At about 11:30 a. m. on January 11, 1952 plaintiff and defendant were both driving west on Highway 64 in Taylor county. The highway, a wide blacktop road running straight east and west, was slippery with packed snow and ice on the bottom and two to three inches of new wet snow on top. Defendant followed plaintiff's car. He first noticed it when he was about 600 feet from it; his speed was then 35 to 40 miles an hour. He came up to within 150 feet of plaintiff, who was going 'very slow.' Then he moved slightly toward the left lane, intending to pass, but he did not blow his horn 'because I didn't figure I was close enough to him to sound my horn.' He was two to three feet over the center line when plaintiff began to turn left at a private driveway without giving a signal of his intention to do so. Defendant swung his car back into the right lane and 'hit the brakes.' The cars were then about 100 feet apart and defendant was still traveling between 35 and 40 miles an hour. Defendant further testified that at the time plaintiff began his left turn defendant's car was two to three feet to the left of the center line. Before the impact plaintiff had turned his car back into the right lane and the collision occurred in that lane.

Leicht & Curran, Medford, for appellant.

William C. Mosher, Medford, for plaintiff-respondent.

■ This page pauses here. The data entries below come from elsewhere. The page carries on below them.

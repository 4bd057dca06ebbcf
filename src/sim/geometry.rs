//! Segment distance, reflection and box geometry
//!
//! Shared by drawn-line hit testing, ball-vs-line reflection and wall
//! collision. Everything here is pure.

use glam::Vec2;
use serde::{Deserialize, Serialize};

/// Closest point to `p` on segment [v, w]
#[inline]
fn closest_point_on_segment(p: Vec2, v: Vec2, w: Vec2) -> Vec2 {
    let line_vec = w - v;
    let len_sq = line_vec.length_squared();
    if len_sq == 0.0 {
        return v;
    }
    let t = ((p - v).dot(line_vec) / len_sq).clamp(0.0, 1.0);
    v + line_vec * t
}

/// Euclidean distance from `p` to the segment [v, w]
///
/// A degenerate segment (v == w) is treated as the single point v.
pub fn distance_point_to_segment(p: Vec2, v: Vec2, w: Vec2) -> f32 {
    p.distance(closest_point_on_segment(p, v, w))
}

/// Vector from the closest point on segment A-B to `point`, used as a reflection axis
///
/// The vector is not normalized and is zero when `point` lies on the segment.
/// Past an endpoint it points away from that endpoint. For a zero-length
/// segment this is simply `point - a`.
pub fn reflection_normal(point: Vec2, a: Vec2, b: Vec2) -> Vec2 {
    if a == b {
        return point - a;
    }
    point - closest_point_on_segment(point, a, b)
}

/// Reflect velocity off a surface
///
/// Standard reflection: v' = v - 2(v·n)n, `normal` must be unit length.
#[inline]
pub fn reflect_velocity(velocity: Vec2, normal: Vec2) -> Vec2 {
    velocity - 2.0 * velocity.dot(normal) * normal
}

/// Axis-aligned box given by its corners
#[derive(Debug, Clone, Copy, PartialEq, Serialize, Deserialize)]
pub struct Aabb {
    pub min: Vec2,
    pub max: Vec2,
}

impl Aabb {
    pub fn from_center(center: Vec2, half_extent: Vec2) -> Self {
        Self {
            min: center - half_extent,
            max: center + half_extent,
        }
    }

    /// Shrink each side of the box by `inset` (per axis)
    pub fn inset(self, inset: Vec2) -> Self {
        Self {
            min: self.min + inset,
            max: self.max - inset,
        }
    }

    /// Closed-interval overlap test (touching counts)
    pub fn overlaps(&self, other: &Aabb) -> bool {
        other.max.x >= self.min.x
            && other.min.x <= self.max.x
            && other.max.y >= self.min.y
            && other.min.y <= self.max.y
    }

    pub fn width(&self) -> f32 {
        self.max.x - self.min.x
    }

    pub fn height(&self) -> f32 {
        self.max.y - self.min.y
    }
}
//! Ball entity: motion, edge bounces and per-tick neighborhood checks

use glam::Vec2;
use rand::Rng;
use serde::{Deserialize, Serialize};

use super::board::{Board, Cell, Neighbor};
use super::collision::{
    attract_and_capture, resolve_restricted_wall, resolve_wall, wall_overlaps_ball,
};
use super::color::Color;
use super::context::{CaptureOutcome, SimContext};
use super::geometry::{distance_point_to_segment, reflect_velocity, reflection_normal};
use crate::consts::*;
use crate::grid_position;

/// What happened to a ball during its adjacency pass
#[derive(Debug, Clone, Copy, PartialEq, Eq)]
pub enum BallFate {
    Alive,
    /// Fell into a hole; remove it from play
    Captured(CaptureOutcome),
}

/// A ball entity
#[derive(Debug, Clone, Serialize, Deserialize)]
pub struct Ball {
    pub id: u32,
    pub pos: Vec2,
    pub vel: Vec2,
    pub color: Color,
    /// Draw scale hint (1.0 normally, shrinks toward 0 near a hole center)
    pub visual_scale: f32,
    /// Set by the first wall bounce of a tick; blocks further wall bounces
    #[serde(skip)]
    pub colliding: bool,
    /// Non-empty cells around the ball as of the last adjacency pass, nearest first
    #[serde(skip)]
    pub surroundings: Vec<Neighbor>,
}

impl Ball {
    pub fn new(id: u32, pos: Vec2, vel: Vec2, color: Color) -> Self {
        Self {
            id,
            pos,
            vel,
            color,
            visual_scale: 1.0,
            colliding: false,
            surroundings: Vec::with_capacity(5),
        }
    }

    /// New ball with each velocity component independently +/- `SPAWN_SPEED`
    pub fn spawn(id: u32, pos: Vec2, color: Color, rng: &mut impl Rng) -> Self {
        let mut component = || {
            if rng.random_bool(0.5) {
                SPAWN_SPEED
            } else {
                -SPAWN_SPEED
            }
        };
        let vel = Vec2::new(component(), component());
        Self::new(id, pos, vel, color)
    }

    /// Advance one tick and bounce off the playfield edges
    ///
    /// Each axis is handled on its own, so a corner hit flips both components.
    pub fn update(&mut self) {
        self.pos += self.vel;

        if self.pos.x - BALL_RADIUS < 0.0 {
            self.pos.x = BALL_RADIUS;
            self.vel.x = -self.vel.x;
        }
        if self.pos.x + BALL_RADIUS > BOARD_WIDTH {
            self.pos.x = BOARD_WIDTH - BALL_RADIUS;
            self.vel.x = -self.vel.x;
        }
        if self.pos.y - BALL_RADIUS < 0.0 {
            self.pos.y = BALL_RADIUS;
            self.vel.y = -self.vel.y;
        }
        if self.pos.y + BALL_RADIUS > BOARD_WIDTH {
            self.pos.y = BOARD_WIDTH - BALL_RADIUS;
            self.vel.y = -self.vel.y;
        }
    }

    /// Recompute the surrounding cells and react to each, nearest first
    ///
    /// Walls bounce (at most one per tick), holes within the attraction radius
    /// pull and may capture. Dispatch stops once the ball is captured.
    pub fn resolve_adjacency(&mut self, board: &Board, ctx: &mut SimContext) -> BallFate {
        self.surroundings.clear();
        self.visual_scale = 1.0;
        if grid_position(self.pos).is_none() {
            return BallFate::Alive;
        }
        self.surroundings = board.neighbors(self.pos);

        let mut fate = BallFate::Alive;
        for i in 0..self.surroundings.len() {
            let Neighbor { row, col, .. } = self.surroundings[i];
            match board.cell(row, col) {
                Cell::Wall(wall) => {
                    if wall_overlaps_ball(&wall.bounds, self.pos) {
                        resolve_wall(self, &wall);
                    }
                }
                Cell::RestrictedWall(wall) => {
                    if wall_overlaps_ball(&wall.wall.bounds, self.pos) {
                        resolve_restricted_wall(self, &wall);
                    }
                }
                Cell::Hole(id) => {
                    let Some(hole) = board.hole(id) else {
                        continue;
                    };
                    let distance = self.pos.distance(hole.center);
                    if distance <= ATTRACTION_RADIUS {
                        self.visual_scale = distance / ATTRACTION_RADIUS;
                        if let Some(outcome) = attract_and_capture(self, hole, distance, ctx) {
                            fate = BallFate::Captured(outcome);
                            break;
                        }
                    }
                }
                Cell::Spawner(_) | Cell::Empty => {}
            }
        }

        self.colliding = false;
        fate
    }

    /// Bounce off a drawn segment if the ball's next position touches it
    ///
    /// Uses the predicted position (pos + vel) both for the hit test and the
    /// reflection axis. Returns true when the velocity was reflected.
    pub fn collide_with_segment(&mut self, a: Vec2, b: Vec2) -> bool {
        let future = self.pos + self.vel;
        if distance_point_to_segment(future, a, b) > BALL_RADIUS {
            return false;
        }
        let normal = reflection_normal(future, a, b);
        if normal.length() == 0.0 {
            return false;
        }
        self.vel = reflect_velocity(self.vel, normal.normalize());
        true
    }
}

Nikolay Law Office, Abbotsford, for interpleaded defendant.

MARTIN, Justice.

Appellant contends that the evidence presents a case involving the duties of a 'passing' motorist rather than a 'following' one and that the trial court therefore erred in applying the rule of Phillips v. Haring, 1952, 262 Wis. 174, 180, 54 N.W.2d 200, 203, where it was said:

'It is the duty of the driver of the following car, under circumstances where as here he has ample opportunity to do so, to have his car under such control or to maintain such a distance behind the preceding vehicle as will enable him to stop his car and avoid a collision.'

The facts of the Phillips case are very similar to this, except that there no hazard existed as to the road conditions. Appellant's argument seems to be that when he moved two or three feet out of his lane while 150 feet behind ...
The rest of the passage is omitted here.